Dataset entries:
"""
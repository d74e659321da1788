//! Markup patterns shared by the extraction strategies
//!
//! Provider-specific patterns are compiled per provider host at startup;
//! everything else is static.

use lazy_static::lazy_static;
use regex::Regex;
use std::collections::HashSet;
use url::Url;

lazy_static! {
    // ============ SECONDARY PLAYER (Videa) ============
    static ref VIDEA_PATTERNS: Vec<Regex> = vec![
        Regex::new(r#"(?i)<iframe[^>]*src=["'](?:https?:)?//(?:www\.)?videa\.hu/player\?[^"']*v=([A-Za-z0-9_-]{6,})[^"']*["'][^>]*>"#).unwrap(),
        Regex::new(r#"(?i)https?://(?:www\.)?videa\.hu/player\?[^"'\s>]*v=([A-Za-z0-9_-]{6,})"#).unwrap(),
        Regex::new(r#"(?i)(?:https?:)?//(?:www\.)?videa\.hu/player\?[^"'\s>]*v=([A-Za-z0-9_-]{6,})"#).unwrap(),
    ];

    // ============ BROAD ID PATTERNS ============
    static ref BROAD_PATTERNS: Vec<Regex> = vec![
        Regex::new(r"(?i)rpm[_-]?share[_-]([a-zA-Z0-9]{4,})").unwrap(),
        Regex::new(r#"(?i)data-rpm-id=['"]([a-zA-Z0-9]{4,})['"]"#).unwrap(),
        Regex::new(r#"(?i)rpm[_-]?id['"]\s*:\s*['"]([a-zA-Z0-9]{4,})['"]"#).unwrap(),
        Regex::new(r#"(?i)rpm['"]\s*:\s*['"]([a-zA-Z0-9]{4,})['"]"#).unwrap(),
        Regex::new(r"(?i)background-image:\s*url\([^)]*/([a-zA-Z0-9_-]{15,})/[^)]*\)").unwrap(),
        Regex::new(r"(?i)url\(&quot;/([a-zA-Z0-9_-]{15,})/tab/[^&]*&quot;\)").unwrap(),
        Regex::new(r"(?i)/([a-zA-Z0-9_-]{20,})/tab/[a-zA-Z0-9_-]+/[a-zA-Z0-9_-]+/").unwrap(),
        Regex::new(r#"(?i)"video_?id"\s*:\s*"([a-zA-Z0-9_-]{5,})""#).unwrap(),
        Regex::new(r#"(?i)"videoId"\s*:\s*"([a-zA-Z0-9_-]{5,})""#).unwrap(),
        Regex::new(r"[?&]id=([a-zA-Z0-9_-]{5,})").unwrap(),
        Regex::new(r"(?i)rpm/([a-z0-9]{4,8})[^a-z0-9]").unwrap(),
        Regex::new(r#"(?i)player[^"']*/([a-z0-9]{4,8})['"]"#).unwrap(),
        Regex::new(r#"(?i)stream[^"']*/([a-z0-9]{4,8})['"]"#).unwrap(),
    ];

    static ref SCRIPT_BODY_REGEX: Regex = Regex::new(r"(?is)<script[^>]*>(.*?)</script>").unwrap();

    /// Free-standing short alphanumeric runs
    static ref TOKEN_REGEX: Regex = Regex::new(r"[a-zA-Z0-9]{4,8}").unwrap();

    static ref COMMON_WORD_REGEX: Regex = Regex::new(
        r"(?i)^(true|false|null|undefined|none|auto|left|right|top|bottom|center|middle|alien|online|filmek|sonline|ndash|robots|techblis|platinum|shortcut)$"
    ).unwrap();

    static ref LOWERCASE_ID_REGEX: Regex = Regex::new(r"^[a-z]{5,8}$").unwrap();

    /// Markup and script vocabulary that is never an id
    static ref MARKUP_WORDS: HashSet<&'static str> = [
        "DOCTYPE", "prefix", "charset", "apple", "touch", "hdmozi", "content", "uploads",
        "smile", "mobile", "capable", "status", "style", "black", "theme", "color",
        "viewport", "width", "height", "device", "initial", "scale", "shrink", "title",
        "property", "description", "image", "locale", "updated", "time", "author",
        "section", "published", "favicon", "icon", "sizes", "type", "script", "window",
        "https", "jQuery", "ready", "function", "document", "length", "version", "async",
        "defer", "onload", "innerHTML", "className", "appendChild",
    ]
    .into_iter()
    .collect();
}

/// Obvious non-ids: repeated digits, the classic dummy, very short tokens,
/// or asset path fragments
pub fn is_placeholder(token: &str) -> bool {
    token.len() < 4
        || token == "123456"
        || token.chars().all(|c| c == '0')
        || token.chars().all(|c| c == '1')
        || ["wp-content", "assets", "uploads"]
            .iter()
            .any(|fragment| token.contains(fragment))
}

/// Whether a free-standing token is shaped like a provider id
pub fn looks_like_id(token: &str) -> bool {
    if token.len() < 5 || token.len() > 8 {
        return false;
    }
    if token.chars().all(|c| c.is_ascii_digit())
        || MARKUP_WORDS.contains(token)
        || COMMON_WORD_REGEX.is_match(token)
    {
        return false;
    }

    let has_digit = token.chars().any(|c| c.is_ascii_digit());
    let mixed_case = token.chars().any(|c| c.is_ascii_lowercase())
        && token.chars().any(|c| c.is_ascii_uppercase());
    has_digit || mixed_case || LOWERCASE_ID_REGEX.is_match(token)
}

/// Secondary player id referenced by `text`, if any
pub fn find_videa_id(text: &str) -> Option<String> {
    VIDEA_PATTERNS
        .iter()
        .find_map(|re| re.captures(text))
        .and_then(|caps| caps.get(1))
        .map(|m| m.as_str().to_string())
}

/// `host[:port]` of a base URL, as it appears in embed URLs
pub fn authority_of(base_url: &str) -> Option<String> {
    let url = Url::parse(base_url).ok()?;
    let host = url.host_str()?;
    Some(match url.port() {
        Some(port) => format!("{}:{}", host, port),
        None => host.to_string(),
    })
}

/// Patterns keyed to the primary provider's embed host
pub struct ProviderPatterns {
    authority: String,
    frame: Regex,
    frame_src: Regex,
    sweep: Vec<Regex>,
    fragment: Regex,
    rescan: Vec<Regex>,
}

impl ProviderPatterns {
    pub fn new(authority: &str) -> Result<Self, regex::Error> {
        let host = regex::escape(authority);
        // Plain or JSON-escaped slash
        let slash = r"(?:\\/|/)";

        Ok(Self {
            authority: authority.to_string(),
            frame: Regex::new(&format!(
                r#"(?i)<iframe[^>]*src=["'](?:https?:)?//{host}/#([a-zA-Z0-9_-]+)["'][^>]*>"#
            ))?,
            frame_src: Regex::new(&format!(r#"(?i)src=["']([^"']*{host}[^"']*)["']"#))?,
            sweep: vec![
                Regex::new(&format!(r"{host}/#([a-zA-Z0-9]+)"))?,
                Regex::new(&format!(r"//{host}/#([a-zA-Z0-9]+)"))?,
                Regex::new(&format!(r"https?://{host}/#([a-zA-Z0-9]+)"))?,
                Regex::new(&format!(r#"src=["'][^"']*{host}/#([a-zA-Z0-9]+)["']"#))?,
                Regex::new(&format!(r"{host}\\/#([a-zA-Z0-9]+)"))?,
            ],
            fragment: Regex::new(&format!(r"{host}{slash}#([a-zA-Z0-9]+)"))?,
            rescan: vec![
                Regex::new(&format!(
                    r#"(?i)<iframe[^>]*src=["'](?:https?:)?{slash}{{2}}{host}{slash}#([a-zA-Z0-9]{{4,}})["'][^>]*>"#
                ))?,
                Regex::new(&format!(r"(?i){host}{slash}#([a-zA-Z0-9]{{4,}})"))?,
                Regex::new(&format!(
                    r"(?i){host}{slash}(?:video|watch|embed){slash}([a-zA-Z0-9]{{4,}})\b"
                ))?,
                Regex::new(&format!(r"(?i){host}/([a-zA-Z0-9]{{4,}})"))?,
                Regex::new(&format!(r#"(?i){host}[^"']*id=([a-zA-Z0-9]{{4,}})"#))?,
            ],
        })
    }

    pub fn from_base_url(base_url: &str) -> Result<Self, regex::Error> {
        let authority = authority_of(base_url).unwrap_or_else(|| base_url.to_string());
        Self::new(&authority)
    }

    pub fn authority(&self) -> &str {
        &self.authority
    }

    /// Whether the provider host is mentioned anywhere in `html`
    pub fn mentions_provider(&self, html: &str) -> bool {
        html.contains(&self.authority)
    }

    /// Id from an embedded player frame pointing at the provider
    pub fn frame_id(&self, html: &str) -> Option<String> {
        self.frame
            .captures(html)
            .and_then(|caps| caps.get(1))
            .map(|m| m.as_str().to_string())
    }

    /// Fragment of the first `src` attribute naming the provider host
    pub fn src_fragment(&self, html: &str) -> Option<String> {
        let raw = self.frame_src.captures(html)?.get(1)?.as_str();
        let absolute = if raw.starts_with("//") {
            format!("https:{}", raw)
        } else {
            raw.to_string()
        };
        let url = Url::parse(&absolute).ok()?;
        url.fragment()
            .filter(|frag| !frag.is_empty())
            .map(str::to_string)
    }

    /// First non-placeholder id from the ordered sweep patterns
    pub fn sweep_id(&self, html: &str) -> Option<String> {
        self.sweep
            .iter()
            .flat_map(|re| re.captures_iter(html))
            .filter_map(|caps| caps.get(1))
            .map(|m| m.as_str())
            .find(|id| !is_placeholder(id))
            .map(str::to_string)
    }

    /// Provider fragment id in loader responses, JSON-escaped slashes included
    pub fn fragment_id(&self, text: &str) -> Option<String> {
        self.fragment
            .captures(text)
            .and_then(|caps| caps.get(1))
            .map(|m| m.as_str().to_string())
    }

    /// Every candidate id in `html`, most specific sources first, deduplicated
    /// and placeholder-filtered
    pub fn rescan_candidates(&self, html: &str) -> Vec<String> {
        let mut seen = HashSet::new();
        let mut candidates = Vec::new();
        let mut push = |token: &str| {
            if !is_placeholder(token) && seen.insert(token.to_string()) {
                candidates.push(token.to_string());
            }
        };

        let scripts: Vec<String> = SCRIPT_BODY_REGEX
            .captures_iter(html)
            .filter_map(|caps| caps.get(1))
            .map(|m| m.as_str().replace("\\/", "/"))
            .collect();

        for source in std::iter::once(html).chain(scripts.iter().map(String::as_str)) {
            for re in self.rescan.iter().chain(BROAD_PATTERNS.iter()) {
                for caps in re.captures_iter(source) {
                    if let Some(m) = caps.get(1) {
                        push(m.as_str());
                    }
                }
            }
        }

        for m in TOKEN_REGEX.find_iter(html) {
            if looks_like_id(m.as_str()) {
                push(m.as_str());
            }
        }

        candidates
    }
}
//! In-process, non-shared cache backend.

use crate::cache::CacheBackend;
use parking_lot::RwLock;
use std::collections::HashMap;

/// HashMap-backed cache local to the process.
///
/// This is the registrar's default cache implementation; it is never shared
/// across processes and carries no eviction or TTL policy.
#[derive(Debug, Default)]
pub struct MemoryBackend {
    entries: RwLock<HashMap<String, Vec<u8>>>,
}

impl MemoryBackend {
    /// Create a new empty memory backend
    pub fn new() -> Self {
        Self::default()
    }

    /// Get the number of cached entries
    pub fn len(&self) -> usize {
        self.entries.read().len()
    }

    /// Check if the cache is empty
    pub fn is_empty(&self) -> bool {
        self.entries.read().is_empty()
    }
}

impl CacheBackend for MemoryBackend {
    fn get(&self, key: &str) -> Option<Vec<u8>> {
        self.entries.read().get(key).cloned()
    }

    fn put(&self, key: &str, value: Vec<u8>) {
        self.entries.write().insert(key.to_string(), value);
    }

    fn contains(&self, key: &str) -> bool {
        self.entries.read().contains_key(key)
    }

    fn flush(&self) {
        self.entries.write().clear();
    }
}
"""
:: WORK TO COMPLETE ::
Exactly as they stand, please print the lines from the first line of the records above down to the line that includes "use regex::Regex;", both of those included and no others.

:: WRITTEN REPLY ::
repository d74e659321da1788
//! Markup patterns shared by the extraction strategies
//!
//! Provider-specific patterns are compiled per provider host at startup;
//! everything else is static.

use lazy_static::lazy_static;
use regex::Regex;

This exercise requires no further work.